What to do:
After going through the data, give the number of lines that contain the word "mpsc" as your sole answer.

(Extracted records begins)

/// A peer connection, either the listener's accepted side or the
/// mount supervisor's dialed-out side. Holds the state machine, the
/// echo ring for self-origin suppression, and the mount it serves.
pub struct PeerConnection {
    pub state: PeerState,
    pub mount: Mount,
    echo: EchoRing,
    auth: AuthGate,
    protocol_version: u16,
    monitor_tx: mpsc::UnboundedSender<MonitorEvent>,
    monitor_rx: mpsc::UnboundedReceiver<MonitorEvent>,
    /// Keeps each `monitor` subscription's liveness flag alive for as
    /// long as this connection runs; flipped false when the connection
    /// ends so the link's subscriber set sweeps them out.
    monitor_subscriptions: Vec<Arc<AtomicBool>>,
}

(Extracted records ends)

Written answer:
2